A certain man had two wives; one bore two children and the other had not any children, except the child of another who lived with her. Now he (the husband) did not like the one who had borne, but the one who had not borne.
Now it came about that a day of famine came on them. Then he (the husband) went to the bush (and) found food, and refused the one with children and gave to the one without children, (and) they two ate; and it was so always. And one day he went to the bush and found guinea-fowl's eggs, twenty in number. Then he called her (the one he did not love) and told her to choose the largest of them. So she took one, she went and boiled it, and gave it to the children to eat. And on that day she too went to the bush, she found corn, and stirred (it into) gruel.
And she called him (her husband) and said, 'Look among your nails and dip (into the pot) one, the largest one of all, then lick (it), rise up, and leave the rest to the children.' Then he began to examine his nails, he turned them about, saying, 'What one must I dip in?' (and) he kept saying, 'Is it this one or that one?' But all the time his one hand was between his legs loosening his skin waist covering. Then he swiftly unfastened it, and plunged it into the pap, (in the pot) (when) the woman's eyes were looking the other way; she did not see.

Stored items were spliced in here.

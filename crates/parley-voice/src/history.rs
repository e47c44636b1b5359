use parley_types::{Turn, DEFAULT_HISTORY_CAP};
use std::collections::VecDeque;

/// Bounded, oldest-first conversation context for one session.
///
/// Exceeding the cap evicts from the front, so the most recent turns are
/// always the ones kept.
#[derive(Debug, Clone)]
pub struct ConversationHistory {
    turns: VecDeque<Turn>,
    cap: usize,
}

impl ConversationHistory {
    pub fn new(cap: usize) -> Self {
        Self {
            turns: VecDeque::with_capacity(cap),
            cap,
        }
    }

    pub fn push(&mut self, turn: Turn) {
        self.turns.push_back(turn);
        while self.turns.len() > self.cap {
            self.turns.pop_front();
        }
    }

    /// Records a completed user/assistant exchange.
    pub fn push_exchange(&mut self, user: impl Into<String>, assistant: impl Into<String>) {
        self.push(Turn::user(user));
        self.push(Turn::assistant(assistant));
    }

    pub fn len(&self) -> usize {
        self.turns.len()
    }

    pub fn is_empty(&self) -> bool {
        self.turns.is_empty()
    }

    pub fn cap(&self) -> usize {
        self.cap
    }

    pub fn iter(&self) -> impl Iterator<Item = &Turn> {
        self.turns.iter()
    }

    /// Copies the turns out, oldest first.
    pub fn to_vec(&self) -> Vec<Turn> {
        self.turns.iter().cloned().collect()
    }

    pub fn clear(&mut self) {
        self.turns.clear();
    }
}

impl Default for ConversationHistory {
    fn default() -> Self {
        Self::new(DEFAULT_HISTORY_CAP)
    }
}
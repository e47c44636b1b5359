//! Parley server binary.
//!
//! Starts an axum HTTP server with structured logging, builds the pipeline
//! services once, reloads signing secrets on SIGHUP and shuts down
//! gracefully on SIGTERM/SIGINT.

use parley_auth::{GoogleAssertionVerifier, KeyRing, SigningKeyRing};
use parley_server::config::{self, Config};
use parley_server::{app, AppState};
use parley_voice::{ClaudeResponder, Pipeline, SttService, TtsService};
use std::net::SocketAddr;
use std::sync::Arc;
use tokio::net::TcpListener;
use tracing_subscriber::EnvFilter;

fn resolve_config_path() -> (Option<String>, &'static str) {
    if let Some(path) = std::env::args()
        .nth(1)
        .filter(|value| !value.trim().is_empty())
    {
        return (Some(path), "cli-arg");
    }

    if let Ok(path) = std::env::var("PARLEY_CONFIG_PATH") {
        if !path.trim().is_empty() {
            return (Some(path), "env-var");
        }
    }

    (None, "default")
}

fn build_pipeline(config: &Config) -> Pipeline {
    if config.generation.api_key.is_empty() {
        tracing::warn!("generation.api_key is empty; every cycle will report generation_failed");
    }

    let responder = ClaudeResponder::new(config.generation.clone())
        .expect("failed to build the generation HTTP client");
    tracing::info!(model = responder.model(), "generation client ready");

    Pipeline::new(
        Arc::new(SttService::from_config(&config.stt)),
        Arc::new(responder),
        Arc::new(TtsService::from_config(&config.tts)),
    )
}

#[tokio::main]
async fn main() {
    let (resolved_config_path, config_source) = resolve_config_path();
    let config_path = resolved_config_path.unwrap_or_else(|| "config.toml".to_string());

    // Load configuration
    let config = config::load_config(Some(&config_path))
        .expect("failed to load configuration; the server cannot start without valid config");

    // Initialize tracing
    let filter =
        EnvFilter::try_new(&config.logging.level).unwrap_or_else(|_| EnvFilter::new("info"));

    if config.logging.json {
        tracing_subscriber::fmt()
            .with_env_filter(filter)
            .json()
            .init();
    } else {
        tracing_subscriber::fmt().with_env_filter(filter).init();
    }

    tracing::info!(
        source = config_source,
        path = %config_path,
        "resolved startup configuration path"
    );

    if let Err(e) = config.validate() {
        tracing::error!("refusing to start: {}", e);
        std::process::exit(1);
    }

    if config.auth.google_client_id.is_empty() {
        tracing::warn!("auth.google_client_id is empty; Google sign-in will fail");
    }

    let verifier = GoogleAssertionVerifier::new(config.auth.google_client_id.clone())
        .expect("failed to build the identity provider HTTP client");
    let pipeline = build_pipeline(&config);

    let state = AppState::from_config(&config, Arc::new(verifier), pipeline)
        .expect("invalid signing secrets");

    if state.allowlist.is_empty() {
        tracing::warn!("auth.allowlist is empty; nobody can sign in");
    } else {
        tracing::info!(entries = state.allowlist.len(), "allowlist loaded");
    }

    #[cfg(unix)]
    tokio::spawn(reload_on_sighup(state.keys().clone(), config_path.clone()));

    // Build application
    let app = app(state);
    let addr = SocketAddr::new(config.server.host, config.server.port);

    tracing::info!(%addr, debug = config.server.debug, "starting parley server");

    let listener = TcpListener::bind(addr)
        .await
        .expect("failed to bind to address; is another process using this port?");

    // Serve with graceful shutdown
    axum::serve(
        listener,
        app.into_make_service_with_connect_info::<SocketAddr>(),
    )
    .with_graceful_shutdown(shutdown_signal())
    .await
    .expect("server error");

    tracing::info!("parley server shut down");
}

/// Re-reads the configured secrets and swaps the key ring in place.
///
/// Returns whether the new ring was installed.
fn reload_key_ring(keys: &KeyRing, config_path: &str) -> bool {
    let config = match config::load_config(Some(config_path)) {
        Ok(config) => config,
        Err(e) => {
            tracing::error!("key ring reload failed, keeping current ring: {}", e);
            return false;
        }
    };
    if let Err(e) = config.validate() {
        tracing::error!("key ring reload failed, keeping current ring: {}", e);
        return false;
    }

    match SigningKeyRing::from_secrets(
        &config.auth.jwt_secret,
        config.auth.jwt_secret_previous.as_deref(),
    ) {
        Ok(ring) => {
            let has_previous = ring.previous().is_some();
            keys.replace(ring);
            tracing::info!(has_previous, "signing key ring reloaded");
            true
        }
        Err(e) => {
            tracing::error!("key ring reload failed, keeping current ring: {}", e);
            false
        }
    }
}

#[cfg(unix)]
async fn reload_on_sighup(keys: KeyRing, config_path: String) {
    let mut hangup =
        match tokio::signal::unix::signal(tokio::signal::unix::SignalKind::hangup()) {
            Ok(signal) => signal,
            Err(e) => {
                tracing::error!("failed to install SIGHUP handler, key reload disabled: {}", e);
                return;
            }
        };

    while hangup.recv().await.is_some() {
        tracing::info!("received SIGHUP, reloading signing secrets");
        reload_key_ring(&keys, &config_path);
    }
}

/// Waits for a SIGINT (Ctrl+C) or SIGTERM signal for graceful shutdown.
async fn shutdown_signal() {
    let ctrl_c = async {
        tokio::signal::ctrl_c()
            .await
            .expect("failed to install Ctrl+C handler");
    };

    #[cfg(unix)]
    let terminate = async {
        tokio::signal::unix::signal(tokio::signal::unix::SignalKind::terminate())
            .expect("failed to install SIGTERM handler")
            .recv()
            .await;
    };

    #[cfg(not(unix))]
    let terminate = std::future::pending::<()>();

    tokio::select! {
        () = ctrl_c => { tracing::info!("received SIGINT, initiating graceful shutdown"); }
        () = terminate => { tracing::info!("received SIGTERM, initiating graceful shutdown"); }
    }
}
//! Third-party identity assertions exchanged for Parley credentials.

use crate::credential::Identity;
use crate::error::AuthError;
use async_trait::async_trait;
use serde::Deserialize;
use std::time::Duration;

/// Google's token introspection endpoint.
pub const GOOGLE_TOKENINFO_URL: &str = "https://oauth2.googleapis.com/tokeninfo";

/// Timeout for a single call to the identity provider.
const VERIFY_TIMEOUT: Duration = Duration::from_secs(10);

/// Identity extracted from a verified third-party assertion.
#[derive(Debug, Clone, PartialEq, Eq)]
pub struct AssertedIdentity {
    pub email: String,
    pub name: String,
    pub picture: Option<String>,
}

impl From<AssertedIdentity> for Identity {
    fn from(asserted: AssertedIdentity) -> Self {
        Identity {
            subject: asserted.email,
            name: asserted.name,
            picture: asserted.picture,
        }
    }
}

/// Verifies an identity assertion issued by an external provider.
#[async_trait]
pub trait AssertionVerifier: Send + Sync {
    /// # Errors
    ///
    /// [`AuthError::InvalidAssertion`] when the provider rejects the assertion
    /// or it lacks an e-mail; [`AuthError::Upstream`] when the provider
    /// cannot be reached.
    async fn verify(&self, assertion: &str) -> Result<AssertedIdentity, AuthError>;
}

#[derive(Debug, Deserialize)]
struct TokenInfo {
    #[serde(default)]
    aud: Option<String>,
    #[serde(default)]
    email: Option<String>,
    #[serde(default)]
    email_verified: Option<serde_json::Value>,
    #[serde(default)]
    name: Option<String>,
    #[serde(default)]
    picture: Option<String>,
}

/// Verifies Google ID tokens through the tokeninfo endpoint.
#[derive(Debug, Clone)]
pub struct GoogleAssertionVerifier {
    client: reqwest::Client,
    client_id: String,
    endpoint: String,
}

impl GoogleAssertionVerifier {
    /// # Errors
    ///
    /// Returns [`AuthError::Upstream`] if the HTTP client cannot be built.
    pub fn new(client_id: impl Into<String>) -> Result<Self, AuthError> {
        Self::with_endpoint(client_id, GOOGLE_TOKENINFO_URL)
    }

    /// Points the verifier at a different tokeninfo-compatible endpoint.
    pub fn with_endpoint(
        client_id: impl Into<String>,
        endpoint: impl Into<String>,
    ) -> Result<Self, AuthError> {
        let client = reqwest::Client::builder()
            .timeout(VERIFY_TIMEOUT)
            .build()
            .map_err(|e| AuthError::Upstream(format!("failed to build HTTP client: {}", e)))?;
        Ok(Self {
            client,
            client_id: client_id.into(),
            endpoint: endpoint.into(),
        })
    }

    fn check(&self, info: TokenInfo) -> Result<AssertedIdentity, AuthError> {
        if info.aud.as_deref() != Some(self.client_id.as_str()) {
            return Err(AuthError::InvalidAssertion(
                "token audience does not match client id".to_string(),
            ));
        }

        let verified = match &info.email_verified {
            Some(serde_json::Value::Bool(b)) => *b,
            Some(serde_json::Value::String(s)) => s == "true",
            _ => false,
        };
        if !verified {
            return Err(AuthError::InvalidAssertion(
                "e-mail address is not verified".to_string(),
            ));
        }

        let email = info
            .email
            .filter(|e| !e.trim().is_empty())
            .ok_or_else(|| {
                AuthError::InvalidAssertion("token does not contain an e-mail".to_string())
            })?;

        Ok(AssertedIdentity {
            email,
            name: info.name.unwrap_or_default(),
            picture: info.picture,
        })
    }
}

#[async_trait]
impl AssertionVerifier for GoogleAssertionVerifier {
    async fn verify(&self, assertion: &str) -> Result<AssertedIdentity, AuthError> {
        if self.client_id.is_empty() {
            return Err(AuthError::Upstream(
                "google client id is not configured".to_string(),
            ));
        }

        let response = self
            .client
            .get(&self.endpoint)
            .query(&[("id_token", assertion)])
            .send()
            .await
            .map_err(|e| AuthError::Upstream(e.to_string()))?;

        let status = response.status();
        if status.is_client_error() {
            return Err(AuthError::InvalidAssertion(format!(
                "identity provider rejected token ({})",
                status
            )));
        }
        if !status.is_success() {
            return Err(AuthError::Upstream(format!(
                "identity provider returned {}",
                status
            )));
        }

        let info: TokenInfo = response
            .json()
            .await
            .map_err(|e| AuthError::Upstream(format!("invalid tokeninfo response: {}", e)))?;

        self.check(info)
    }
}
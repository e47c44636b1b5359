//! Contracts for the three remote stages of a processing cycle.
//!
//! Each stage is invoked at most once per cycle and never retried by the
//! caller. Timeouts, if any, belong to the implementation.

use crate::error::VoiceError;
use async_trait::async_trait;
use parley_types::Turn;
use std::fmt;
use std::sync::Arc;

/// Speech-to-text.
#[async_trait]
pub trait Transcriber: Send + Sync {
    /// Transcribes 16 kHz mono s16le PCM.
    async fn transcribe(&self, pcm: &[u8]) -> Result<String, VoiceError>;
}

/// Text generation.
#[async_trait]
pub trait Responder: Send + Sync {
    /// Produces a reply to `text` given prior turns, oldest first.
    async fn generate(&self, text: &str, history: &[Turn]) -> Result<String, VoiceError>;
}

/// Text-to-speech.
#[async_trait]
pub trait Synthesizer: Send + Sync {
    /// Returns an encoded audio file (WAV) for `text`.
    async fn synthesize(&self, text: &str) -> Result<Vec<u8>, VoiceError>;
}

/// The stage set handed to each session when it starts.
///
/// Services are built once at startup; cloning only bumps reference counts.
#[derive(Clone)]
pub struct Pipeline {
    pub transcriber: Arc<dyn Transcriber>,
    pub responder: Arc<dyn Responder>,
    pub synthesizer: Arc<dyn Synthesizer>,
}

impl Pipeline {
    pub fn new(
        transcriber: Arc<dyn Transcriber>,
        responder: Arc<dyn Responder>,
        synthesizer: Arc<dyn Synthesizer>,
    ) -> Self {
        Self {
            transcriber,
            responder,
            synthesizer,
        }
    }
}

impl fmt::Debug for Pipeline {
    fn fmt(&self, f: &mut fmt::Formatter<'_>) -> fmt::Result {
        f.debug_struct("Pipeline").finish_non_exhaustive()
    }
}
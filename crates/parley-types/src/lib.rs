//! Shared types for the Parley voice session protocol.
//!
//! This crate holds the types that cross crate boundaries: the WebSocket
//! handshake and control frames, the outbound session events, the error
//! codes reported to clients, and the conversation turns handed to the
//! text-generation stage.
//!
//! No crate in the workspace depends on anything *except* `parley-types` for
//! cross-cutting type definitions. This keeps the dependency graph clean and
//! prevents circular dependencies.

pub mod conversation;
pub mod protocol;

pub use conversation::{Role, Turn};
pub use protocol::{AuthHandshake, ClientControl, ErrorCode, ServerEvent};

/// Sample rate of inbound session audio (16 kHz).
pub const INPUT_SAMPLE_RATE: u32 = 16_000;

/// Bytes per sample of inbound session audio (16-bit signed PCM).
pub const INPUT_BYTES_PER_SAMPLE: u32 = 2;

/// Default accumulator window in seconds.
pub const DEFAULT_WINDOW_SECONDS: f64 = 5.0;

/// Default maximum number of entries kept in a session's conversation history.
pub const DEFAULT_HISTORY_CAP: usize = 20;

Then he stood up and said, 'I have put one in.' And she said, 'You will get put to shame over this,' and she refrained from saying any more. Another day she went to the bush, and saw a spoon and she passed on. But the spoon said, 'How is it you would pass on and not salute me?' So she said, 'Greetings to you.' And the spoon said, 'Greetings.'
Then the woman would have let it go at that, and passed on, but the spoon said, 'Will not you ask my name?' So the woman said, 'What is your name?' And the spoon answered, 'My name is Help me.' And the woman did not speak again, and was about to pass on, but the spoon said, 'Will not you ask me my name?' So the woman said, 'What is your name?' And the spoon said, 'My name is Help me'; and the spoon said, 'You too say, Help me that I may taste.' So she also said, 'Help me that I may taste.' Thereupon the spoon said, 'Bring your calabash.'
She brought her calabash. Then the spoon kept filling it with food, he poured it out for her till her calabash- was full. She went home, took it out, and gave her husband, and the remainder she and her children ate. Next day her husband came and said, 'For the sake of Allah where did you get that food?' Then she said, 'I got money, I saw grain, I bought it, I pounded it, and made food.' And he said, 'That is all right,' and stood up, and went out, and left her.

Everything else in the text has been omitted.